The in vitro release profiles of PE-SLN formulations prepared with precirol compared with that of stearic acid after 48 h are summarized in Figure 3a,b, respectively. In vitro release profiles of PE-SLN dispersion showed a biphasic release pattern characterized by a rapid initial burst drug release followed by sustained release, and this behavior has been reported for solid lipid nanoparticles.55 Burst drug release is likely due to the attached drug in the external shell and on the nanoparticle surface, while sustained release is commonly due to the encapsulated drug in the lipid core.56 Cumulative release after 48 h ranged from 69.98% as in F3 to 94.57% as in F5 depending on the variation in the variable’s levels. The following model (eq 5) describes the effect of the investigated variables on the cumulative % release:

graphic file with name ao0c02618_m005.jpg 5

Statistical analysis of variance of the responses (Table 2) showed that lipid concentration (X2) was the most significant variable affecting the cumulative release (Y5) with p value equal to 0.0037. Standardized Pareto chart (Figure 4e) and response surface plot (Figure 5e) showed that increasing the lipid concentration in the formulation controls the release of PE and decreases the amount released after 48 h. This could be explained by increasing the particle size and subsequently decreasing the specific surface area and therefore reducing the release rate.57 In addition, a high lipid concentration leads to a high medium viscosity and more rigid solidified nanoparticles, which would also slow down the drug diffusion to the dissolution medium.54 Despite the non-significant effect of the lipid type (X1) on the drug release, the formulations prepared with precirol showed a higher release than those prepared with stearic acid. This could be attributed to the difference in lipid melting points previously reported.58 Also, the higher amount released from precirol particles may also reflect the smaller size of these particles and hence the larger surface area as the size of precirol nanoparticles represents the smallest of the SLNs tested.59 Moreover, sonication time (X6) showed a negative effect on the cumulative release since it led to large particles and small surface area available for dissolution medium. This is in accordance with a previous study, which reported the sustained release of clozapine from tripalmitin-SLNs prepared by the hot homogenization followed by ultra-sonication method.60 Furthermore, the obtained results revealed that the surfactant type (X3) affects insignificantly the release profile. The formulations with Tween 80 showed sustaining release behavior than those with poloxamer 188. This could be attributed to the difference in HLB values of two surfactants where the higher HLB value of poloxamer facilitates the drug release from the nanoparticles. Finally, neither sonication amplitude (X7) nor co-surfactant concentration (X5) showed a significant effect on the cumulative release.

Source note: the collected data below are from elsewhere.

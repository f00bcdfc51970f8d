//! Internal implementation details.

pub(crate) mod circular;

pub(crate) use circular::{ResolutionStack, MAX_DEPTH};
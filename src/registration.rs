//! Constructor definitions and per-constructor registration context.

use std::any::Any;
use std::fmt;
use std::hash::{Hash, Hasher};
use std::sync::Arc;

use once_cell::unsync::OnceCell;

use crate::annotations::DependencyOption;
use crate::error::{DiError, DiResult};
use crate::key::{Nominal, NominalKind};
use crate::provider::{Arguments, ProviderRef};
use crate::typing::{normalize, TypeDescriptor, TypeExpr};
use crate::value::Value;

type ConstructFn = dyn Fn(&Arguments) -> DiResult<Value> + Send + Sync;

/// How a parameter is passed to its constructor.
#[derive(Debug, Clone, Copy, PartialEq, Eq, Hash)]
pub enum ParameterKind {
    PositionalOnly,
    PositionalOrKeyword,
    KeywordOnly,
    /// `*args`; never injectable
    VarPositional,
    /// `**kwargs`; never injectable
    VarKeyword,
}

/// One declared parameter of a class or function constructor.
#[derive(Debug, Clone, PartialEq, Eq)]
pub struct Parameter {
    pub name: &'static str,
    pub kind: ParameterKind,
    pub annotation: Option<TypeExpr>,
}

impl Parameter {
    pub fn new(name: &'static str, kind: ParameterKind, annotation: Option<TypeExpr>) -> Self {
        Self { name, kind, annotation }
    }

    /// Positional-or-keyword parameter, the common case.
    pub fn positional(name: &'static str, ty: impl Into<TypeExpr>) -> Self {
        Self::new(name, ParameterKind::PositionalOrKeyword, Some(ty.into()))
    }

    pub fn positional_only(name: &'static str, ty: impl Into<TypeExpr>) -> Self {
        Self::new(name, ParameterKind::PositionalOnly, Some(ty.into()))
    }

    pub fn keyword(name: &'static str, ty: impl Into<TypeExpr>) -> Self {
        Self::new(name, ParameterKind::KeywordOnly, Some(ty.into()))
    }

    pub fn unannotated(name: &'static str) -> Self {
        Self::new(name, ParameterKind::PositionalOrKeyword, None)
    }
}

/// One field of a record constructor.
#[derive(Debug, Clone, PartialEq, Eq)]
pub struct Field {
    pub name: &'static str,
    pub ty: TypeExpr,
    pub has_default: bool,
    pub init: bool,
}

impl Field {
    /// Only fields that take part in construction and have no default are injected.
    pub fn is_injected(&self) -> bool {
        self.init && !self.has_default
    }
}

#[derive(Debug)]
pub(crate) enum Shape {
    /// Value-object style class: fields bound by keyword
    Record { ty: Nominal, fields: Vec<Field> },
    /// Class with an explicit parameter list
    Class { ty: Nominal, params: Vec<Parameter> },
    /// Factory function; declared type is its return annotation
    Function { returns: Option<TypeExpr>, params: Vec<Parameter> },
    /// Pre-built instance
    Object { ty: Nominal, value: Value },
}

struct ConstructorInner {
    name: String,
    shape: Shape,
    construct: Box<ConstructFn>,
}

/// A constructor: a class or function whose invocation produces a dependency.
///
/// Constructors are compared by identity. Cloning one yields the same
/// constructor, so it can be registered and annotated by handle.
///
/// # Examples
///
/// ```rust
/// use managed_di::{Constructor, Nominal, Parameter, TypeExpr};
///
/// struct Database;
/// struct Pool { size: usize }
///
/// let record = Constructor::record(Nominal::of::<Database>()).build(|_| Ok(Database));
///
/// let function = Constructor::function("make_pool")
///     .returns(Nominal::of::<Pool>())
///     .param(Parameter::positional("db", Nominal::of::<Database>()))
///     .build(|_| Ok(Pool { size: 4 }));
///
/// assert_eq!(function.name(), "make_pool");
/// assert_eq!(record, record.clone());
/// assert_ne!(record, function);
/// ```
#[derive(Clone)]
pub struct Constructor(Arc<ConstructorInner>);

impl Constructor {
    /// Value-object style class; list injectable fields with [`RecordBuilder::field`].
    pub fn record(ty: Nominal) -> RecordBuilder {
        RecordBuilder { name: ty.short_name().to_string(), ty, fields: Vec::new() }
    }

    /// Class with an explicit constructor parameter list.
    pub fn class(ty: Nominal) -> SignatureBuilder {
        SignatureBuilder {
            name: ty.short_name().to_string(),
            target: Target::Class(ty),
            params: Vec::new(),
        }
    }

    /// Factory function; its declared type comes from [`SignatureBuilder::returns`].
    pub fn function(name: impl Into<String>) -> SignatureBuilder {
        SignatureBuilder { name: name.into(), target: Target::Function(None), params: Vec::new() }
    }

    pub(crate) fn object(ty: Nominal, value: Value) -> Self {
        let produced = value.clone();
        Constructor(Arc::new(ConstructorInner {
            name: format!("<{} instance>", ty.short_name()),
            shape: Shape::Object { ty, value },
            construct: Box::new(move |_| Ok(produced.clone())),
        }))
    }

    pub fn name(&self) -> &str {
        &self.0.name
    }

    pub(crate) fn shape(&self) -> &Shape {
        &self.0.shape
    }

    /// Runs the constructor body.
    pub fn construct(&self, args: &Arguments) -> DiResult<Value> {
        (self.0.construct)(args)
    }

    /// The type this constructor produces: the class itself, or a function's
    /// return annotation.
    pub fn declared_type(&self) -> DiResult<TypeDescriptor> {
        match &self.0.shape {
            Shape::Record { ty, .. } | Shape::Class { ty, .. } | Shape::Object { ty, .. } => {
                Ok(TypeDescriptor::Plain(ty.clone()))
            }
            Shape::Function { returns, .. } => {
                let returns = returns
                    .as_ref()
                    .ok_or_else(|| DiError::ReturnTypeNotAnnotated(self.name().to_string()))?;
                let descriptor = normalize(returns)
                    .map_err(|_| DiError::ReturnTypeIsNonType(self.name().to_string()))?;
                match descriptor {
                    d if d.is_none() => Err(DiError::ReturnTypeIsNone(self.name().to_string())),
                    TypeDescriptor::Union { .. } => {
                        Err(DiError::ReturnTypeIsUnion(self.name().to_string()))
                    }
                    TypeDescriptor::Annotated { .. } => {
                        Err(DiError::ReturnTypeIsNonType(self.name().to_string()))
                    }
                    // Container and `type[...]` requests never reach a key lookup
                    TypeDescriptor::Generic { ref origin, .. }
                        if !matches!(origin.kind(), NominalKind::Class) =>
                    {
                        Err(DiError::ReturnTypeIsNonType(self.name().to_string()))
                    }
                    d => Ok(d),
                }
            }
        }
    }
}

impl PartialEq for Constructor {
    fn eq(&self, other: &Self) -> bool {
        Arc::ptr_eq(&self.0, &other.0)
    }
}

impl Eq for Constructor {}

impl Hash for Constructor {
    fn hash<H: Hasher>(&self, state: &mut H) {
        (Arc::as_ptr(&self.0) as usize).hash(state);
    }
}

impl fmt::Debug for Constructor {
    fn fmt(&self, f: &mut fmt::Formatter<'_>) -> fmt::Result {
        f.debug_struct("Constructor")
            .field("name", &self.0.name)
            .field("shape", &self.0.shape)
            .finish()
    }
}

impl fmt::Display for Constructor {
    fn fmt(&self, f: &mut fmt::Formatter<'_>) -> fmt::Result {
        f.write_str(&self.0.name)
    }
}

fn boxed<T, F>(f: F) -> Box<ConstructFn>
where
    T: Any + Send + Sync,
    F: Fn(&Arguments) -> DiResult<T> + Send + Sync + 'static,
{
    Box::new(move |args| f(args).map(Value::new))
}

/// Builder for record constructors.
pub struct RecordBuilder {
    name: String,
    ty: Nominal,
    fields: Vec<Field>,
}

impl RecordBuilder {
    /// Injected field.
    pub fn field(mut self, name: &'static str, ty: impl Into<TypeExpr>) -> Self {
        self.fields.push(Field { name, ty: ty.into(), has_default: false, init: true });
        self
    }

    /// Field with a default value; never injected.
    pub fn field_with_default(mut self, name: &'static str, ty: impl Into<TypeExpr>) -> Self {
        self.fields.push(Field { name, ty: ty.into(), has_default: true, init: true });
        self
    }

    /// Field excluded from construction; never injected.
    pub fn field_no_init(mut self, name: &'static str, ty: impl Into<TypeExpr>) -> Self {
        self.fields.push(Field { name, ty: ty.into(), has_default: false, init: false });
        self
    }

    pub fn build<T, F>(self, f: F) -> Constructor
    where
        T: Any + Send + Sync,
        F: Fn(&Arguments) -> DiResult<T> + Send + Sync + 'static,
    {
        Constructor(Arc::new(ConstructorInner {
            name: self.name,
            shape: Shape::Record { ty: self.ty, fields: self.fields },
            construct: boxed(f),
        }))
    }
}

enum Target {
    Class(Nominal),
    Function(Option<TypeExpr>),
}

/// Builder for class and function constructors.
pub struct SignatureBuilder {
    name: String,
    target: Target,
    params: Vec<Parameter>,
}

impl SignatureBuilder {
    pub fn param(mut self, param: Parameter) -> Self {
        self.params.push(param);
        self
    }

    /// Return annotation of a function constructor. Ignored for classes.
    pub fn returns(mut self, ty: impl Into<TypeExpr>) -> Self {
        if let Target::Function(returns) = &mut self.target {
            *returns = Some(ty.into());
        }
        self
    }

    pub fn build<T, F>(self, f: F) -> Constructor
    where
        T: Any + Send + Sync,
        F: Fn(&Arguments) -> DiResult<T> + Send + Sync + 'static,
    {
        self.finish(boxed(f))
    }

    /// Like [`build`](Self::build) for bodies that already produce a [`Value`],
    /// e.g. functions returning a shared instance or the null value.
    pub fn build_value<F>(self, f: F) -> Constructor
    where
        F: Fn(&Arguments) -> DiResult<Value> + Send + Sync + 'static,
    {
        self.finish(Box::new(f))
    }

    fn finish(self, construct: Box<ConstructFn>) -> Constructor {
        let shape = match self.target {
            Target::Class(ty) => Shape::Class { ty, params: self.params },
            Target::Function(returns) => Shape::Function { returns, params: self.params },
        };
        Constructor(Arc::new(ConstructorInner { name: self.name, shape, construct }))
    }
}

/// Registry-side context of one constructor: its option and lazily built provider.
pub(crate) struct CtorContext {
    pub(crate) option: DependencyOption,
    pub(crate) keys: Vec<TypeDescriptor>,
    pub(crate) provider: OnceCell<ProviderRef>,
}

impl CtorContext {
    pub(crate) fn new(option: DependencyOption, keys: Vec<TypeDescriptor>) -> Self {
        Self { option, keys, provider: OnceCell::new() }
    }

    pub(crate) fn with_provider(
        option: DependencyOption,
        keys: Vec<TypeDescriptor>,
        provider: ProviderRef,
    ) -> Self {
        Self { option, keys, provider: OnceCell::with_value(provider) }
    }
}

#[cfg(test)]
mod tests {
    use super::*;

    struct Service;

    fn function_returning(returns: Option<TypeExpr>) -> Constructor {
        let builder = Constructor::function("make");
        let builder = match returns {
            Some(ty) => builder.returns(ty),
            None => builder,
        };
        builder.build(|_| Ok(Service))
    }

    #[test]
    fn function_return_checks() {
        let service = Nominal::of::<Service>();

        assert_eq!(
            function_returning(None).declared_type(),
            Err(DiError::ReturnTypeNotAnnotated("make".to_string()))
        );
        assert_eq!(
            function_returning(Some(TypeExpr::None)).declared_type(),
            Err(DiError::ReturnTypeIsNone("make".to_string()))
        );
        assert_eq!(
            function_returning(Some(TypeExpr::optional(service.clone()))).declared_type(),
            Err(DiError::ReturnTypeIsUnion("make".to_string()))
        );
        assert_eq!(
            function_returning(Some(TypeExpr::Forward("Service".into()))).declared_type(),
            Err(DiError::ReturnTypeIsNonType("make".to_string()))
        );
        assert_eq!(
            function_returning(Some(TypeExpr::annotated(service.clone(), ["x"]))).declared_type(),
            Err(DiError::ReturnTypeIsNonType("make".to_string()))
        );
        assert_eq!(
            function_returning(Some(service.clone().into())).declared_type(),
            Ok(TypeDescriptor::Plain(service))
        );
    }

    #[test]
    fn container_returns_are_rejected() {
        let service = Nominal::of::<Service>();

        for returns in [
            TypeExpr::list_of(service.clone()),
            Nominal::set().of_args([service.clone()]),
            Nominal::dict().of_args([Nominal::of::<String>(), service.clone()]),
            Nominal::type_of().of_args([service.clone()]),
        ] {
            assert_eq!(
                function_returning(Some(returns)).declared_type(),
                Err(DiError::ReturnTypeIsNonType("make".to_string()))
            );
        }

        // Bare containers and user generics are ordinary declared types
        let generic = Nominal::class::<Service>().param("T").build();
        let specialized = generic.of_args([Nominal::of::<u8>()]);
        assert!(function_returning(Some(specialized)).declared_type().is_ok());
        assert!(function_returning(Some(Nominal::list().into())).declared_type().is_ok());
    }

    #[test]
    fn injected_fields_skip_defaults_and_no_init() {
        let ctor = Constructor::record(Nominal::of::<Service>())
            .field("a", Nominal::of::<u8>())
            .field_with_default("b", Nominal::of::<u16>())
            .field_no_init("c", Nominal::of::<u32>())
            .build(|_| Ok(Service));
        match ctor.shape() {
            Shape::Record { fields, .. } => {
                let injected: Vec<_> = fields.iter().filter(|f| f.is_injected()).map(|f| f.name).collect();
                assert_eq!(injected, vec!["a"]);
            }
            _ => panic!("expected record"),
        }
    }
}
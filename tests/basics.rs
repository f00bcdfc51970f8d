use managed_di::{
    Constructor, DiError, Nominal, Parameter, ProviderKind, Registry, TypeExpr, Value,
};
use std::sync::atomic::{AtomicUsize, Ordering};
use std::sync::Arc;

fn init_tracing() {
    let _ = tracing_subscriber::fmt()
        .with_test_writer()
        .with_env_filter(tracing_subscriber::EnvFilter::from_default_env())
        .try_init();
}

#[derive(Debug)]
struct Config {
    port: u16,
}

#[derive(Debug)]
struct Server {
    config: Arc<Config>,
    name: String,
}

#[test]
fn test_register_value_resolves_same_instance() {
    init_tracing();
    let mut registry = Registry::new();
    registry.register_value(Config { port: 8080 }).unwrap();

    let a = registry.get::<Config>().unwrap();
    let b = registry.get::<Config>().unwrap();

    assert_eq!(a.port, 8080);
    assert!(Arc::ptr_eq(&a, &b)); // Same instance
}

#[test]
fn test_record_with_dependencies() {
    init_tracing();
    let mut registry = Registry::new();
    registry.register_value(Config { port: 8080 }).unwrap();
    registry
        .register_constructor(
            Constructor::record(Nominal::of::<Server>())
                .field("config", Nominal::of::<Config>())
                .field_with_default("name", Nominal::of::<String>())
                .build(|args| {
                    Ok(Server { config: args.get("config")?, name: "MyServer".to_string() })
                }),
            ProviderKind::Singleton,
        )
        .unwrap();

    let server = registry.get::<Server>().unwrap();
    assert_eq!(server.config.port, 8080);
    assert_eq!(server.name, "MyServer");
}

#[test]
fn test_singleton_is_constructed_once() {
    struct Counted(usize);

    let calls = Arc::new(AtomicUsize::new(0));
    let counter = calls.clone();

    let mut registry = Registry::new();
    registry
        .register_constructor(
            Constructor::record(Nominal::of::<Counted>())
                .build(move |_| Ok(Counted(counter.fetch_add(1, Ordering::SeqCst)))),
            ProviderKind::Singleton,
        )
        .unwrap();

    let a = registry.get::<Counted>().unwrap();
    let b = registry.get::<Counted>().unwrap();

    assert!(Arc::ptr_eq(&a, &b));
    assert_eq!(a.0, 0);
    assert_eq!(calls.load(Ordering::SeqCst), 1);
}

#[test]
fn test_factory_creates_new_instances() {
    struct Request(usize);

    let calls = Arc::new(AtomicUsize::new(0));
    let counter = calls.clone();

    let mut registry = Registry::new();
    registry
        .register_constructor(
            Constructor::record(Nominal::of::<Request>())
                .build(move |_| Ok(Request(counter.fetch_add(1, Ordering::SeqCst)))),
            ProviderKind::Factory,
        )
        .unwrap();

    let a = registry.get::<Request>().unwrap();
    let b = registry.get::<Request>().unwrap();
    let c = registry.get::<Request>().unwrap();

    assert_eq!((a.0, b.0, c.0), (0, 1, 2));
    assert!(!Arc::ptr_eq(&a, &b));
}

#[test]
fn test_singleton_identity_holds_across_base_chain() {
    struct Repository;
    struct PgRepository;

    let repo = Nominal::of::<Repository>();
    let pg = Nominal::class::<PgRepository>().extends(repo.clone()).build();

    let mut registry = Registry::new();
    registry
        .register_constructor(
            Constructor::record(pg.clone()).build(|_| Ok(PgRepository)),
            ProviderKind::Singleton,
        )
        .unwrap();

    let by_base = registry.get_dependency(repo).unwrap();
    let by_self = registry.get_dependency(pg).unwrap();

    assert!(by_base.is::<PgRepository>());
    assert!(by_base.ptr_eq(&by_self));
}

#[test]
fn test_function_constructor_binds_positional_and_keyword_parameters() {
    struct Pool;
    struct Limits;
    struct Client {
        positional: usize,
        keywords: Vec<&'static str>,
    }

    let mut registry = Registry::new();
    registry.register_value(Pool).unwrap();
    registry.register_value(Limits).unwrap();
    registry
        .register_constructor(
            Constructor::function("make_client")
                .returns(Nominal::of::<Client>())
                .param(Parameter::positional_only("pool", Nominal::of::<Pool>()))
                .param(Parameter::keyword("limits", Nominal::of::<Limits>()))
                .build(|args| {
                    args.get_at::<Pool>(0)?;
                    args.get::<Limits>("limits")?;
                    Ok(Client { positional: args.positional_len(), keywords: args.keyword_names().collect() })
                }),
            ProviderKind::Factory,
        )
        .unwrap();

    let client = registry.get::<Client>().unwrap();
    assert_eq!(client.positional, 1);
    assert_eq!(client.keywords, vec!["limits"]);
}

#[test]
fn test_function_constructor_may_return_shared_instance() {
    struct Settings;

    let shared = Value::new(Settings);
    let returned = shared.clone();

    let mut registry = Registry::new();
    registry
        .register_constructor(
            Constructor::function("settings")
                .returns(Nominal::of::<Settings>())
                .build_value(move |_| Ok(returned.clone())),
            ProviderKind::Factory,
        )
        .unwrap();

    let value = registry.get_dependency(Nominal::of::<Settings>()).unwrap();
    assert!(value.ptr_eq(&shared));
}

#[test]
fn test_missing_dependency() {
    struct Unregistered;

    let registry = Registry::new();
    match registry.get::<Unregistered>() {
        Err(DiError::DependencyNotFound(ty)) => assert_eq!(ty, "Unregistered"),
        other => panic!("expected not found, got {:?}", other.map(|_| ())),
    }
    assert!(!registry.contains(Nominal::of::<Unregistered>()));
}

#[test]
fn test_none_resolves_to_null() {
    let registry = Registry::new();
    let value = registry.get_dependency(TypeExpr::None).unwrap();
    assert!(value.is_null());
    assert!(registry.contains(TypeExpr::None));
}

#[test]
fn test_constructor_errors_propagate() {
    struct Fragile;

    let mut registry = Registry::new();
    registry
        .register_constructor(
            Constructor::record(Nominal::of::<Fragile>())
                .build(|_| -> managed_di::DiResult<Fragile> { Err(DiError::TypeMismatch("Fragile")) }),
            ProviderKind::Singleton,
        )
        .unwrap();

    assert_eq!(registry.get::<Fragile>().err(), Some(DiError::TypeMismatch("Fragile")));
}

#[test]
fn test_descriptors_report_registrations() {
    struct Service;

    let mut registry = Registry::new();
    let before = registry.len();
    registry
        .register_constructor(
            Constructor::record(Nominal::of::<Service>()).build(|_| Ok(Service)),
            ProviderKind::Factory,
        )
        .unwrap();

    assert_eq!(registry.len(), before + 1);
    let descriptor = registry
        .descriptors()
        .into_iter()
        .find(|d| d.constructor == "Service")
        .unwrap();
    assert_eq!(descriptor.kind, ProviderKind::Factory);
    assert_eq!(descriptor.type_name(), "Service");
    assert!(!descriptor.provider_built);
}
//! Modular registration: dependency modules and annotation scanning.
//!
//! Two ways of filling a registry without listing every constructor at the
//! call site:
//!
//! - a [`DependencyModule`] registers a related group of constructors itself;
//! - [`Registry::scan`] walks a tree of [`Module`]s and registers every member
//!   marked in an [`Annotations`] table.

use std::collections::HashSet;

use indexmap::IndexSet;
use tracing::debug;

use super::Registry;
use crate::annotations::{Annotations, DependencyOption};
use crate::error::DiResult;
use crate::registration::Constructor;

/// A group of registrations applied together.
///
/// # Example
///
/// ```rust
/// use managed_di::{Constructor, DependencyModule, DiResult, Nominal, ProviderKind, Registry};
///
/// struct Database;
/// struct UserRepo;
///
/// struct StorageModule;
///
/// impl DependencyModule for StorageModule {
///     fn register_dependencies(self, registry: &mut Registry) -> DiResult<()> {
///         registry.register_value(Database)?;
///         registry.register_constructor(
///             Constructor::record(Nominal::of::<UserRepo>())
///                 .field("db", Nominal::of::<Database>())
///                 .build(|_| Ok(UserRepo)),
///             ProviderKind::Factory,
///         )?;
///         Ok(())
///     }
/// }
///
/// # fn main() -> DiResult<()> {
/// let mut registry = Registry::new();
/// registry.add_module(StorageModule)?;
/// assert!(registry.get::<UserRepo>().is_ok());
/// # Ok(())
/// # }
/// ```
pub trait DependencyModule {
    /// Register this module's dependencies with the registry.
    fn register_dependencies(self, registry: &mut Registry) -> DiResult<()>;
}

impl Registry {
    /// Applies a module in place.
    pub fn add_module<M: DependencyModule>(&mut self, module: M) -> DiResult<&mut Self> {
        module.register_dependencies(self)?;
        Ok(self)
    }

    /// Registers every annotated member of `modules` and their submodules.
    ///
    /// Each module is visited once (by qualified name), members whose name
    /// starts with `_` are skipped, and a constructor exported under several
    /// names or modules is registered once, in encounter order.
    pub fn scan<'a, I>(&mut self, annotations: &Annotations, modules: I) -> DiResult<&mut Self>
    where
        I: IntoIterator<Item = &'a Module>,
    {
        for (ctor, option) in gather_definitions(annotations, modules) {
            self.register_constructor(ctor, option)?;
        }
        Ok(self)
    }
}

/// Extension trait for consuming, chainable module registration.
pub trait RegistryExt {
    /// Applies a module and hands the registry back.
    ///
    /// ```rust
    /// use managed_di::{DependencyModule, DiResult, Registry, RegistryExt};
    ///
    /// struct Settings(u16);
    ///
    /// struct SettingsModule;
    /// impl DependencyModule for SettingsModule {
    ///     fn register_dependencies(self, r: &mut Registry) -> DiResult<()> {
    ///         r.register_value(Settings(8080))?;
    ///         Ok(())
    ///     }
    /// }
    ///
    /// # fn main() -> DiResult<()> {
    /// let registry = Registry::new().with_module(SettingsModule)?;
    /// assert_eq!(registry.get::<Settings>()?.0, 8080);
    /// # Ok(())
    /// # }
    /// ```
    fn with_module<M: DependencyModule>(self, module: M) -> DiResult<Self>
    where
        Self: Sized;
}

impl RegistryExt for Registry {
    fn with_module<M: DependencyModule>(mut self, module: M) -> DiResult<Self> {
        module.register_dependencies(&mut self)?;
        Ok(self)
    }
}

/// A named namespace of exported constructors, possibly nested.
#[derive(Debug, Clone, Default)]
pub struct Module {
    name: String,
    members: Vec<(String, Constructor)>,
    submodules: Vec<Module>,
}

impl Module {
    pub fn new(name: impl Into<String>) -> Self {
        Self { name: name.into(), members: Vec::new(), submodules: Vec::new() }
    }

    /// Exports `ctor` under `name`.
    pub fn member(mut self, name: impl Into<String>, ctor: &Constructor) -> Self {
        self.members.push((name.into(), ctor.clone()));
        self
    }

    pub fn submodule(mut self, module: Module) -> Self {
        self.submodules.push(module);
        self
    }

    pub fn name(&self) -> &str {
        &self.name
    }

    pub fn members(&self) -> &[(String, Constructor)] {
        &self.members
    }

    pub fn submodules(&self) -> &[Module] {
        &self.submodules
    }

    // Depth-first, the module itself before its submodules.
    fn walk<'a>(&'a self, prefix: Option<&str>, out: &mut Vec<(String, &'a Module)>) {
        let qualified = match prefix {
            Some(prefix) => format!("{}.{}", prefix, self.name),
            None => self.name.clone(),
        };
        out.push((qualified.clone(), self));
        for sub in &self.submodules {
            sub.walk(Some(&qualified), out);
        }
    }
}

fn gather_definitions<'a, I>(annotations: &Annotations, modules: I) -> Vec<(Constructor, DependencyOption)>
where
    I: IntoIterator<Item = &'a Module>,
{
    let mut scanned: HashSet<String> = HashSet::new();
    let mut seen: IndexSet<Constructor> = IndexSet::new();
    let mut definitions = Vec::new();

    for root in modules {
        let mut visiting = Vec::new();
        root.walk(None, &mut visiting);

        for (qualified, module) in visiting {
            if !scanned.insert(qualified.clone()) {
                continue;
            }
            debug!(module = %qualified, "scanning module");
            for (name, ctor) in &module.members {
                if name.starts_with('_') {
                    continue;
                }
                let Some(option) = annotations.option_of(ctor) else {
                    continue;
                };
                if seen.insert(ctor.clone()) {
                    definitions.push((ctor.clone(), option));
                }
            }
        }
    }

    definitions
}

Finally, with the purpose of achieving the constraints of this study, we can select stearic acid as lipid, Tween 80 as surfactant, as well as sonication with short time and high amplitude for the development of PE-SLN formulation. On the other hand, concentrations of lipid, surfactant, and co-surfactant can be subsequently examined in a further optimization study.

Conclusions

In the present study, screening was done for seven preparation and processing variables affecting the formulation of solid lipid nanoparticles loaded with pomegranate extract. PBD was utilized efficiently to distinguish the most significant variables on the quality attributes of the prepared PE-SLNs by the hot homogenization method followed by ultra-sonication. It was revealed that lipid type and surfactant type have the main effect on the entrapment efficiency and the particle size, respectively. Furthermore, the sonication time affects significantly both particle size and polydispersity index. On the other hand, the cumulative drug release had been affected significantly with the variation in lipid concentration. Therefore, stearic acid can be used as a lipid to maximize the entrapment efficiency and Tween 80 as a surfactant to minimize the particle size and increase the zeta potential. In addition, it is preferred to use the sonication with a high amplitude and short time. To conclude, out of seven variables, only three, specifically the concentrations of lipid, surfactant, and co-surfactant, can be scaled up for subsequent optimization study. This study indicate that solid lipid nanoparticles can be indeed loaded with the pomegranate extract with minimum particle size and high entrapment efficiency and controlled release behavior. Yet, full optimization study and cytotoxicity studies for the optimized formula of PE-SLNs warrants additional investigation, which will be the forefront of our laboratory upcoming directions.

Materials and Methods

Materials

Pomegranate extract (PE) from pomegranate fruit (peel) containing ≥30% punicalagin was purchased from Shaanxi Ciyuan Biotech Co., Ltd. (Shaanxi, China). Stearic acid, disodium hydrogen phosphate, and potassium dihydrogen phosphate were purchased from El-Nasr Pharmaceutical Chemicals Co. (Cairo, Egypt). Precirol ATO5 was donated as a gift from Gattefosse (Cedex, France). Tween 80, lecithin, and poloxamer 188 were generously donated by Egyptian International Pharmaceutical Industries Co., EIPICO, (10th of Ramadan City, Egypt). Dialysis tubing cellulose membrane with a molecular weight cutoff of 12,000 Da was purchased from Sigma-Aldrich (St. Louis, MO, USA). All other chemicals were of analytical grade.

Methods

Experimental Screening Design

Development of pharmaceutical formulations conventionally is based on consuming time and energy by varying one factor at a certain time while keeping other factors constant. On the other hand, using experimental design (DOE) technique allows examining a large number of variables at the same time with a little number of experimental runs. Screening design is the greatest influential DOE methods that identify the most important factors in the pharmaceutical development. PBD is one of the commonly used screening designs, which screens a large number of factors and determines the critical one in a minimal number of runs with a high degree of precision. Generally, a number of runs required to examine the significant effects are equal to 2n or multiple of 4 in PBD instead of 2 as in the case of full factorial design.18 Seven different variables were used in SLN formulations using PBD as presented in Table 3.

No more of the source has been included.